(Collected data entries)
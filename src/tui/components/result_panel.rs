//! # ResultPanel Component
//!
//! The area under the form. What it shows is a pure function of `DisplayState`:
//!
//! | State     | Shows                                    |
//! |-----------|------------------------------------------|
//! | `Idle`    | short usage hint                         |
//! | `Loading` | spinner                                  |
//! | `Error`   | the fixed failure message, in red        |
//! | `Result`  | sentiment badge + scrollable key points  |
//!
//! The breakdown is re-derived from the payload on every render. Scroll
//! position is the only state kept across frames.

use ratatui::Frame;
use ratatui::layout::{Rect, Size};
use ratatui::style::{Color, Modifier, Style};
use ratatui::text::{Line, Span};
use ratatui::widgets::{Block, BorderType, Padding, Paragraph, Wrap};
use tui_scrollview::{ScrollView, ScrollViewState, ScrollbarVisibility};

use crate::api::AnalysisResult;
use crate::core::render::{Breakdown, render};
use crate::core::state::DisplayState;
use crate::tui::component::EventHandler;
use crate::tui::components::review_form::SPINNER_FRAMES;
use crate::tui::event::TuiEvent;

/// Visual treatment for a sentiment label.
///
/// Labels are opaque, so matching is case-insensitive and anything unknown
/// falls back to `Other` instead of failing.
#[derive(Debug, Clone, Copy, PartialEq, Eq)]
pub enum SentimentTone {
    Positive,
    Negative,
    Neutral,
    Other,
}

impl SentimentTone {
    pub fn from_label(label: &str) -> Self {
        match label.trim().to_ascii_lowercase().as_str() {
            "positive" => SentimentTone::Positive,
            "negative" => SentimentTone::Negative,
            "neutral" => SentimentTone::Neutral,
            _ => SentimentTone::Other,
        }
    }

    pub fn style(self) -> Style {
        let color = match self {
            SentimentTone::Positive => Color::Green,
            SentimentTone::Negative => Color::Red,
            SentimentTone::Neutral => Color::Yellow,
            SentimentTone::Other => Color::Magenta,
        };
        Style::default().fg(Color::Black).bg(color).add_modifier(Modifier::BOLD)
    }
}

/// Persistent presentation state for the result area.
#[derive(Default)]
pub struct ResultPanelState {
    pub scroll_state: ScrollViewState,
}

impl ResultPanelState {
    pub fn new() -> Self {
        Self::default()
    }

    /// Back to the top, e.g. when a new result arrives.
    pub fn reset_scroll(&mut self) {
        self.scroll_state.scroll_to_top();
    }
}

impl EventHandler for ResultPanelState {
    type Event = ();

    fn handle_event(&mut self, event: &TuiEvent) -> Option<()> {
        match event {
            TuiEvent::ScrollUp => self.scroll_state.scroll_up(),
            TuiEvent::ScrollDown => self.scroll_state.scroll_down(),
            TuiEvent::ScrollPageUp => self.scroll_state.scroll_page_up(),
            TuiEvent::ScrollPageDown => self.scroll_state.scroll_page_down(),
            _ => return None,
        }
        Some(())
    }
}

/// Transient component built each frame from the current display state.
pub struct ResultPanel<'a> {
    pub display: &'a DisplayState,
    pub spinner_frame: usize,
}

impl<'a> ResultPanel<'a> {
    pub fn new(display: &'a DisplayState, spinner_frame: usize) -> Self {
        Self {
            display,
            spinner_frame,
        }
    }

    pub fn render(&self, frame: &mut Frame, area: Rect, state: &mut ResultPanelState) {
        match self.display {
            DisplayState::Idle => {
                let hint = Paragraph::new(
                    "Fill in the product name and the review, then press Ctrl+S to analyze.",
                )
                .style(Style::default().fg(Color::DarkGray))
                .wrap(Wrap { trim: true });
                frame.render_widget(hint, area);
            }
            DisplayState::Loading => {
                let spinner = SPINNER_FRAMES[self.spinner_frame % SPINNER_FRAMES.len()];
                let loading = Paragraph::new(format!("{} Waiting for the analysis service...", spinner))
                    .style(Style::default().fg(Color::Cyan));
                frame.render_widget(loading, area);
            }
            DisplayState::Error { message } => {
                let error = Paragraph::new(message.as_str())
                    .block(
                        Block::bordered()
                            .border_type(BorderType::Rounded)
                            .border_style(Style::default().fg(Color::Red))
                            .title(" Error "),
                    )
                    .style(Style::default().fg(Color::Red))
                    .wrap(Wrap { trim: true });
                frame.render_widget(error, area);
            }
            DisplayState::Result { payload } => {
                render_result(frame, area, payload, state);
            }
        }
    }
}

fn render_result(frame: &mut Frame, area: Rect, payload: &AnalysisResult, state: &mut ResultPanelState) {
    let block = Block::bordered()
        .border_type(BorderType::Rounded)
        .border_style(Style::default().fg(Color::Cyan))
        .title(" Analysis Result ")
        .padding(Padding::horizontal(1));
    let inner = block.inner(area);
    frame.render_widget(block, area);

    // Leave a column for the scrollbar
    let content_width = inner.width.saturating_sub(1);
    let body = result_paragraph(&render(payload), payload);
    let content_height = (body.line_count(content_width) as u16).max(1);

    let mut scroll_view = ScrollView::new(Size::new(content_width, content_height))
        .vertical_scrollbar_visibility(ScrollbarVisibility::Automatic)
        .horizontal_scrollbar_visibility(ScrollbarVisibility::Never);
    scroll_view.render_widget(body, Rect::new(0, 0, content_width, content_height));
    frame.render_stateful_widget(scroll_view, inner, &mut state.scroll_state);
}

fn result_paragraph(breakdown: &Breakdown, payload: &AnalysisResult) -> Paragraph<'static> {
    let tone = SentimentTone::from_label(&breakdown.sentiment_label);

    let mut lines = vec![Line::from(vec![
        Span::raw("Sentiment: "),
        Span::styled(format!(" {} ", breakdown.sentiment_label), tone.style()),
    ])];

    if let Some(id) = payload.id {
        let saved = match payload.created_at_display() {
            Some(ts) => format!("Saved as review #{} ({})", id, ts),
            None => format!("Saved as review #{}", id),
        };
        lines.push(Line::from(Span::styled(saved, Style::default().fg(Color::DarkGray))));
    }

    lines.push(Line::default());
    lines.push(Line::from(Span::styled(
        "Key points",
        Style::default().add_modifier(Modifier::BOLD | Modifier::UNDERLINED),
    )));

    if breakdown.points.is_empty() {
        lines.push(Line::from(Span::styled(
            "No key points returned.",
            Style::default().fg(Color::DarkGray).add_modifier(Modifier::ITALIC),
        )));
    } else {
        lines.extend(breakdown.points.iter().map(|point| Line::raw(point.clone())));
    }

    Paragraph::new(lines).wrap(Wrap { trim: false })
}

*Task*.
Where a line of the entries contains the word "Modifier", copy that line.

*Expected answer*.
use ratatui::style::{Color, Modifier, Style};
        Style::default().fg(Color::Black).bg(color).add_modifier(Modifier::BOLD)
        Style::default().add_modifier(Modifier::BOLD | Modifier::UNDERLINED),
            Style::default().fg(Color::DarkGray).add_modifier(Modifier::ITALIC),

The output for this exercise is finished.